Q: What is the biggest limitation currently holding back medical electronics from developing further?
Swift: Medical devices are highly regulated, and take time to mature commercially. Medical devices is a growth segment long-term, but investors need to be patient. Unlike the cell phone industry, medical devices provide relatively low manufacturing volume. Economies of scale are elusive at relatively low volume, despite some of the technological advances provided by the cell phone industry. As an added negative impact, there is cost pressure to contain healthcare spending in all countries, and this is translating to increasing cost pressure on device manufacturers and component suppliers.

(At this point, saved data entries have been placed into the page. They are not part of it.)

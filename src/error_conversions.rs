//! Conversions from domain constraint errors into the repository and
//! service error types.

use crate::domain::types::TypeConstraintError;
use crate::repository::errors::RepositoryError;

impl From<TypeConstraintError> for RepositoryError {
    fn from(val: TypeConstraintError) -> Self {
        RepositoryError::ValidationError(val.to_string())
    }
}

#[cfg(feature = "server")]
impl From<TypeConstraintError> for crate::services::ServiceError {
    fn from(val: TypeConstraintError) -> Self {
        crate::services::ServiceError::TypeConstraint(val.to_string())
    }
}
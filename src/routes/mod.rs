//! JSON endpoints under `/api/v1` plus the health check.

use actix_web::error::InternalError;
use actix_web::{HttpResponse, get, http::StatusCode, web};
use serde_json::json;

use crate::dto::ErrorBody;
use crate::repository::errors::RepositoryError;
use crate::services::ServiceError;

pub mod categories;
pub mod dashboard;
pub mod organizations;
pub mod signups;

/// Registers every route. Shared by the server and the route tests.
pub fn configure(cfg: &mut web::ServiceConfig) {
    let form_config = web::FormConfig::default().error_handler(|err, _req| {
        log::warn!("Rejected form body: {err}");
        let body = ErrorBody {
            error: format!("ข้อมูลไม่ถูกต้อง: {err}"),
            retry: false,
        };
        InternalError::from_response(err, HttpResponse::UnprocessableEntity().json(body)).into()
    });

    cfg.app_data(form_config).service(health).service(
        web::scope("/api/v1")
            .service(dashboard::show_dashboard)
            .service(signups::export_signups)
            .service(signups::list_signups)
            .service(signups::create_signup)
            .service(signups::show_signup)
            .service(signups::update_signup)
            .service(signups::delete_signup)
            .service(organizations::export_organizations)
            .service(organizations::list_organizations)
            .service(organizations::create_organization)
            .service(organizations::show_organization)
            .service(organizations::update_organization)
            .service(organizations::delete_organization)
            .service(categories::list_categories)
            .service(categories::create_category)
            .service(categories::update_category)
            .service(categories::delete_category),
    );
}

#[get("/health")]
pub async fn health() -> HttpResponse {
    HttpResponse::Ok().json(json!({ "status": "ok" }))
}

/// Status code and user-facing message for a failed operation.
pub fn error_status(err: &ServiceError) -> (StatusCode, ErrorBody) {
    let retry = err.is_retryable();
    let (status, message) = match err {
        ServiceError::NotFound => (StatusCode::NOT_FOUND, "ไม่พบข้อมูลที่ต้องการ".to_string()),
        ServiceError::Form(detail) | ServiceError::TypeConstraint(detail) => (
            StatusCode::UNPROCESSABLE_ENTITY,
            format!("ข้อมูลไม่ถูกต้อง: {detail}"),
        ),
        ServiceError::Repository(RepositoryError::ConstraintViolation(_)) => (
            StatusCode::UNPROCESSABLE_ENTITY,
            "ข้อมูลขัดแย้งกับข้อมูลที่มีอยู่".to_string(),
        ),
        ServiceError::Repository(_) if retry => (
            StatusCode::SERVICE_UNAVAILABLE,
            "ไม่สามารถเชื่อมต่อฐานข้อมูลได้ กรุณาลองใหม่อีกครั้ง".to_string(),
        ),
        ServiceError::Repository(_) | ServiceError::Internal(_) => (
            StatusCode::INTERNAL_SERVER_ERROR,
            "เกิดข้อผิดพลาด กรุณาลองใหม่ภายหลัง".to_string(),
        ),
    };

    (
        status,
        ErrorBody {
            error: message,
            retry,
        },
    )
}

pub fn error_response(err: &ServiceError) -> HttpResponse {
    let (status, body) = error_status(err);
    HttpResponse::build(status).json(body)
}
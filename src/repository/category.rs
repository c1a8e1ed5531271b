use diesel::prelude::*;

use crate::domain::category::{Category, NewCategory};
use crate::domain::types::CategoryId;
use crate::models::category::{Category as DbCategory, NewCategory as DbNewCategory};
use crate::repository::errors::{RepositoryError, RepositoryResult};
use crate::repository::{CategoryReader, CategoryWriter, DieselRepository};
use crate::schema::categories;

impl CategoryReader for DieselRepository {
    fn get_category_by_id(&self, id: CategoryId) -> RepositoryResult<Option<Category>> {
        let mut conn = self.conn()?;
        let row = categories::table
            .find(id.get())
            .first::<DbCategory>(&mut conn)
            .optional()?;

        row.map(Category::try_from)
            .transpose()
            .map_err(RepositoryError::from)
    }

    fn list_categories(&self) -> RepositoryResult<Vec<Category>> {
        let mut conn = self.conn()?;
        let rows = categories::table
            .order(categories::name.asc())
            .load::<DbCategory>(&mut conn)?;

        rows.into_iter()
            .map(|row| Category::try_from(row).map_err(RepositoryError::from))
            .collect()
    }
}

impl CategoryWriter for DieselRepository {
    fn create_category(&self, new_category: &NewCategory) -> RepositoryResult<Category> {
        let mut conn = self.conn()?;
        let insertable: DbNewCategory = new_category.into();

        let row = diesel::insert_into(categories::table)
            .values(&insertable)
            .get_result::<DbCategory>(&mut conn)?;

        Category::try_from(row).map_err(RepositoryError::from)
    }

    fn update_category(
        &self,
        id: CategoryId,
        updates: &NewCategory,
    ) -> RepositoryResult<Category> {
        let mut conn = self.conn()?;
        let changes: DbNewCategory = updates.into();

        let row = diesel::update(categories::table.find(id.get()))
            .set(&changes)
            .get_result::<DbCategory>(&mut conn)?;

        Category::try_from(row).map_err(RepositoryError::from)
    }

    /// Rows referencing the category keep existing with a NULL category.
    fn delete_category(&self, id: CategoryId) -> RepositoryResult<()> {
        let mut conn = self.conn()?;
        let affected = diesel::delete(categories::table.find(id.get())).execute(&mut conn)?;
        if affected == 0 {
            return Err(RepositoryError::NotFound);
        }
        Ok(())
    }
}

Q: What advances need to be made in power solutions for portable technology to advance further?
Swift: Batteries need to be reliable, energy dense, small, and quickly rechargeable, with low series impedance. Cell phones and electric automobiles are driving advances in battery chemistries, which are headed in the right direction. But electronics can be ultra-low power to the extent that they can harvest or scavenge energy from their environment, either to replace the battery entirely or at least reduce its size by supplementing the power the battery provides.
Q: How are electronics impacting traditional non-electronic medical devices?
Swift: Some OEMs are finding innovative ways to deploy electronics with traditionally non-electronic devices. For example, using a radio transponder at the tip of a surgical instrument for triangulation in endoscopic procedures; using a sensor and radio telemetry to measure and report pressure in orthopedic implants.
Q: How are advances in electronic components impacting the functionality and capabilities of implantable devices?
Swift: The constant mantra with medical devices is smaller, lighter, and cheaper. MEMS sensors will be important advances in that they can gather physiological information to increase the specificity and functionality of medical devices.
Q: Where are medical electronics headed over the next five to ten years?
Swift: Smaller, lighter, cheaper, but the advances don’t come freely or cheaply, particularly when the economies of scale are so elusive with relatively small production volumes.
Q: Any thoughts/comments on medical electronics or another related area that you would like to share with medical device manufacturers to aid them?
Swift: Medical device OEMs, the healthcare community, insurance agencies, and governments need to comprehend the increasing cost of research and development of electronic technology, and ensure that there is an adequate return on the investment of time and money to develop it.